Start of PROVIDED RECORDS

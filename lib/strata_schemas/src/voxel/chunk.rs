//! Representation of a resident chunk of voxel data and its streaming
//! bookkeeping flags.

use crate::coordinates::{InChunkPos, CHUNK_DIM3Z};
use crate::voxel::block::BlockState;
use crate::voxel::registry::BlockRegistry;

/// A dense XYZ-linear block array covering one chunk volume.
pub type ChunkBlocks = Box<[BlockState; CHUNK_DIM3Z]>;

/// Allocates an all-air block array.
pub fn empty_chunk_blocks() -> ChunkBlocks {
    bytemuck::zeroed_box()
}

/// A 32³ cube of voxels owned by the chunk store, plus the dirty/revision
/// bookkeeping the streaming and persistence layers rely on.
///
/// `mesh_revision` is monotonically non-decreasing across the chunk's whole
/// lifetime in the store; any mutation of mesh-relevant state bumps it so
/// that late mesh results carrying an older snapshot are discarded.
pub struct Chunk {
    blocks: ChunkBlocks,
    non_air: u32,
    world_gen_version: u32,
    persist_dirty: bool,
    mesh_dirty: bool,
    mesh_revision: u64,
    loaded_from_disk: bool,
}

impl Default for Chunk {
    fn default() -> Self {
        Self::new()
    }
}

impl Chunk {
    /// Constructs an all-air chunk with clean flags.
    pub fn new() -> Self {
        Self {
            blocks: empty_chunk_blocks(),
            non_air: 0,
            world_gen_version: 0,
            persist_dirty: false,
            mesh_dirty: false,
            mesh_revision: 0,
            loaded_from_disk: false,
        }
    }

    /// Reads the block at the given in-chunk position.
    #[inline]
    pub fn get(&self, pos: InChunkPos) -> BlockState {
        self.blocks[pos.as_index()]
    }

    /// Writes the block at the given in-chunk position, returning the
    /// previous state. Does not touch any dirty flags; callers decide which
    /// bookkeeping the write implies.
    #[inline]
    pub fn put(&mut self, pos: InChunkPos, state: BlockState) -> BlockState {
        let slot = &mut self.blocks[pos.as_index()];
        let previous = *slot;
        *slot = state;
        match (previous.is_air(), state.is_air()) {
            (true, false) => self.non_air += 1,
            (false, true) => self.non_air -= 1,
            _ => {}
        }
        previous
    }

    /// Read-only access to the dense block array.
    #[inline]
    pub fn blocks(&self) -> &[BlockState; CHUNK_DIM3Z] {
        &self.blocks
    }

    /// Copies the block array for handing to a worker job.
    pub fn copy_blocks(&self) -> ChunkBlocks {
        let mut out = empty_chunk_blocks();
        out.copy_from_slice(&self.blocks[..]);
        out
    }

    /// Replaces the whole block array. Marks the mesh stale and bumps the
    /// mesh revision, since the visible content changed wholesale.
    pub fn copy_from(&mut self, blocks: &[BlockState; CHUNK_DIM3Z]) {
        self.blocks.copy_from_slice(&blocks[..]);
        self.non_air = blocks.iter().filter(|b| !b.is_air()).count() as u32;
        self.mark_mesh_dirty();
    }

    /// Replaces the whole block array, substituting any block ID unknown to
    /// the registry with the given placeholder. Returns how many voxels were
    /// substituted so the caller can log the mismatch once.
    pub fn copy_from_sanitized(
        &mut self,
        blocks: &[BlockState; CHUNK_DIM3Z],
        registry: &BlockRegistry,
        placeholder: BlockState,
    ) -> usize {
        let mut replaced = 0usize;
        let mut non_air = 0u32;
        for (dst, src) in self.blocks.iter_mut().zip(blocks.iter()) {
            let mut state = *src;
            if !registry.contains(state.id) {
                state = placeholder;
                replaced += 1;
            }
            if !state.is_air() {
                non_air += 1;
            }
            *dst = state;
        }
        self.non_air = non_air;
        self.mark_mesh_dirty();
        replaced
    }

    /// True if every block is air. Empty chunks skip mesh upload entirely.
    #[inline]
    pub fn is_empty(&self) -> bool {
        self.non_air == 0
    }

    /// The generator config version that produced this chunk's base content.
    #[inline]
    pub fn world_gen_version(&self) -> u32 {
        self.world_gen_version
    }

    /// Stamps the generator config version.
    pub fn set_world_gen_version(&mut self, version: u32) {
        self.world_gen_version = version;
    }

    /// True if the chunk has unsaved edits since the last region save.
    #[inline]
    pub fn is_persist_dirty(&self) -> bool {
        self.persist_dirty
    }

    /// Flags the chunk as carrying unsaved edits.
    pub fn mark_persist_dirty(&mut self) {
        self.persist_dirty = true;
    }

    /// Clears the unsaved-edits flag after a successful region save.
    pub fn clear_persist_dirty(&mut self) {
        self.persist_dirty = false;
    }

    /// True if the chunk's mesh is stale w.r.t. its blocks or a neighbor's
    /// boundary blocks.
    #[inline]
    pub fn is_mesh_dirty(&self) -> bool {
        self.mesh_dirty
    }

    /// Flags the mesh as stale and advances the revision counter.
    pub fn mark_mesh_dirty(&mut self) {
        self.mesh_dirty = true;
        self.mesh_revision += 1;
    }

    /// Clears the mesh-stale flag. The revision is left untouched so results
    /// snapshotted before the clear still compare correctly.
    pub fn clear_mesh_dirty(&mut self) {
        self.mesh_dirty = false;
    }

    /// The current mesh revision token.
    #[inline]
    pub fn mesh_revision(&self) -> u64 {
        self.mesh_revision
    }

    /// True if this chunk's blocks originated from persistence.
    #[inline]
    pub fn loaded_from_disk(&self) -> bool {
        self.loaded_from_disk
    }

    /// Marks whether the blocks originated from persistence; loaded chunks
    /// may mesh without all six neighbors resident.
    pub fn set_loaded_from_disk(&mut self, loaded: bool) {
        self.loaded_from_disk = loaded;
    }
}
//! World and zone metadata files, stored as readable JSON.

use kstring::KString;
use serde::{Deserialize, Serialize};
use strata_schemas::region::DEFAULT_ZONE_ID;

use crate::error::PersistenceResult;
use crate::persistence::{paths, PersistenceContext};

/// Contents of `<root>/worldInfo.json`.
#[derive(Clone, Debug, Eq, PartialEq, Serialize, Deserialize)]
#[serde(rename_all = "camelCase", default)]
pub struct WorldInfo {
    /// The zone loaded when none is specified.
    pub default_zone_id: KString,
    /// Human-readable world name.
    pub world_display_name: String,
    /// Seed shared by the world's zones.
    pub world_seed: i64,
    /// Creation timestamp, milliseconds since the Unix epoch.
    pub world_created_epoch_millis: i64,
    /// Last-played timestamp, milliseconds since the Unix epoch.
    pub last_played_epoch_millis: i64,
    /// Simulation tick counter at the last save.
    pub world_tick: u64,
}

impl Default for WorldInfo {
    fn default() -> Self {
        Self {
            default_zone_id: KString::from_static(DEFAULT_ZONE_ID),
            world_display_name: String::new(),
            world_seed: 0,
            world_created_epoch_millis: 0,
            last_played_epoch_millis: 0,
            world_tick: 0,
        }
    }
}

/// Contents of `<root>/zones/<zone>/zoneInfo.json`.
#[derive(Clone, Debug, Eq, PartialEq, Serialize, Deserialize)]
#[serde(rename_all = "camelCase", default)]
pub struct ZoneInfo {
    /// The zone's namespaced ID.
    pub zone_id: KString,
    /// Zone generation seed.
    pub seed: i64,
    /// Height players respawn at when no spawn point applies.
    pub respawn_height: i32,
    /// World-space spawn point.
    pub spawn_point: [i32; 3],
}

impl Default for ZoneInfo {
    fn default() -> Self {
        Self {
            zone_id: KString::from_static(DEFAULT_ZONE_ID),
            seed: 0,
            respawn_height: 0,
            spawn_point: [0, 0, 0],
        }
    }
}

/// Writes `worldInfo.json` atomically.
pub fn save_world_info(ctx: &PersistenceContext, info: &WorldInfo) -> PersistenceResult<()> {
    let bytes = serde_json::to_vec_pretty(info)?;
    let path = paths::world_info_path(&ctx.root_path);
    ctx.storage.write_all_atomic(&path, &bytes)?;
    Ok(())
}

/// Reads `worldInfo.json`.
pub fn load_world_info(ctx: &PersistenceContext) -> PersistenceResult<WorldInfo> {
    let path = paths::world_info_path(&ctx.root_path);
    let bytes = ctx.storage.read_all(&path)?;
    Ok(serde_json::from_slice(&bytes)?)
}

/// Writes a zone's `zoneInfo.json` atomically.
pub fn save_zone_info(ctx: &PersistenceContext, info: &ZoneInfo) -> PersistenceResult<()> {
    let bytes = serde_json::to_vec_pretty(info)?;
    let path = paths::zone_info_path(&ctx.root_path, &info.zone_id);
    ctx.storage.write_all_atomic(&path, &bytes)?;
    Ok(())
}

/// Reads a zone's `zoneInfo.json`.
pub fn load_zone_info(ctx: &PersistenceContext, zone_id: &str) -> PersistenceResult<ZoneInfo> {
    let path = paths::zone_info_path(&ctx.root_path, zone_id);
    let bytes = ctx.storage.read_all(&path)?;
    Ok(serde_json::from_slice(&bytes)?)
}

/// Resolves the zone a context addresses: an explicit override wins, then the
/// world metadata's default, then the engine default.
pub fn resolve_zone_id(ctx: &PersistenceContext) -> KString {
    if let Some(zone) = &ctx.zone_id {
        return zone.clone();
    }
    if let Ok(info) = load_world_info(ctx) {
        if !info.default_zone_id.is_empty() {
            return info.default_zone_id;
        }
    }
    KString::from_static(DEFAULT_ZONE_ID)
}

#[cfg(test)]
mod test {
    use super::*;
    use crate::prelude::*;
    use crate::storage::MemoryBackend;

    fn context() -> PersistenceContext {
        PersistenceContext::new(Arc::new(MemoryBackend::new()), "saves/world_1")
    }

    #[test]
    fn world_info_round_trip() {
        let ctx = context();
        let info = WorldInfo {
            default_zone_id: KString::from_static("strata:overworld"),
            world_display_name: "Test World".to_string(),
            world_seed: 42,
            ..WorldInfo::default()
        };
        save_world_info(&ctx, &info).unwrap();
        assert_eq!(load_world_info(&ctx).unwrap(), info);
    }

    #[test]
    fn zone_resolution_order() {
        let ctx = context();
        assert_eq!(resolve_zone_id(&ctx), DEFAULT_ZONE_ID);

        save_world_info(
            &ctx,
            &WorldInfo {
                default_zone_id: KString::from_static("strata:overworld"),
                ..WorldInfo::default()
            },
        )
        .unwrap();
        assert_eq!(resolve_zone_id(&ctx), "strata:overworld");

        let pinned = ctx.with_zone("strata:nether");
        assert_eq!(resolve_zone_id(&pinned), "strata:nether");
    }

    #[test]
    fn missing_json_fields_take_defaults() {
        let ctx = context();
        ctx.storage
            .write_all_atomic(
                &paths::world_info_path(&ctx.root_path),
                br#"{"defaultZoneId": "strata:default", "worldDisplayName": "Old"}"#,
            )
            .unwrap();
        let info = load_world_info(&ctx).unwrap();
        assert_eq!(info.world_display_name, "Old");
        assert_eq!(info.world_seed, 0);
    }
}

End of PROVIDED RECORDS

> _EXERCISE OBJECTIVE_
Considering the records above, count the lines where the string "MemoryBackend" occurs and return that number alone.

> _TASK SOLUTION_
2